Near the old port, improved Hostal O’Higgins (O’Higgins 1205, tel. 061/227999, US$13 pp, US$37 d) has rooms with shared or private bath. Plain but clean and friendly, it also has ample secure parking.
Hostal del Rey (Fagnano 589, Departamento B, tel./fax 061/223924, delrey [at] chileaustral [dot] com, US$13 pp with shared bath) is a friendly family place with only three doubles and two singles, so it’s often full—call ahead. Rates include an ample breakfast, but the tobacco-laden atmosphere may tip the balance against it.
Often full, despite mixed reviews, Hostal Dinka’s House (Caupolicán 169, tel./fax 061/244292, www.dinkaspatagonia.com , US$9 pp–US$19/28 s/d with breakfast) has rooms with private and shared bath; the nearby annex is definitely substandard.
In a distinctive Magellanic house, friendly, well-kept Residencial Monserrat (Magallanes 538, tel. 061/246661, residencialmonserrat [at] hotmail [dot] com, US$22–28 s or d) has drawn praise from recent guests. Prices vary for shared or private bath, and kitchen access is also available.
In a large old house that’s been subdivided, rooms at Hostal al Fin del Mundo (O’Higgins 1026, tel. 061/710185, alfindelmundo [at] 123 [dot] cl, US$19/28 s/d with shared bath and breakfast) vary in size and quality, but it has its good points (including proximity to some of Punta’s best restaurants).
Hostal Luna (O’Higgins 424, tel. 061/ 221764, fax 061/224637, hostalluna [at] hotmail [dot] com, US$17 pp with a simple breakfast) has plain but well-furnished and even homey rooms—every bed has a cozy duvet. The spacious dining room has cable TV, but rooms do not.
Near the cemetery, Hostal Parediso (Angamos 1073, tel./fax 061/224212, US$15/23–28/37 s/d) compensates for kitsch decor (think stalactite ceilings) with genuine hospitality and reasonable comfort.
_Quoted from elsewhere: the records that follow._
// Resume store: per-user CRUD, publishing, and the public portfolio lookup.
// Documents are stored whole as JSONB; rendering reads them back unchanged.

pub mod handlers;
pub mod slug;
pub mod store;
pub mod validation;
Despite occasional overheating, each room has comfy beds, telephone, and cable TV, but the floors squeak when someone walks to the shared baths. Rates include a simple but abundant breakfast and kitchen privileges; the more expensive rooms have private baths.
Hostal Fitz Roy (Lautaro Navarro 850, tel./fax 061/240430, hostalfitzroy [at] hotmail [dot] com, US$22/33 s/d with shared bath) is an old-fashioned B&B offering some modern comforts—notably cable TV and phones in each room—along with peace and quiet. Breakfast includes eggs and fresh homemade bread. Returned to their original configuration, the rooms are spacious, but buildings of this vintage still have creaky floors and staircases. There are separate cabañas with private baths (US$46 d), and also ample parking.
Rehabbed and improved Hotel Montecarlo (Av. Colón 605, tel. 061/222120, montecarlo [at] hotmail [dot] com, US$18/31–34/45 s/d) is worth consideration, though it lacks parking; the more expensive rooms have private baths.
Hostal La Estancia (O’Higgins 765, tel./fax 061/249130, US$24/33–33/48 s/d with breakfast) has spacious rooms with cable TV and telephone; some now have private baths.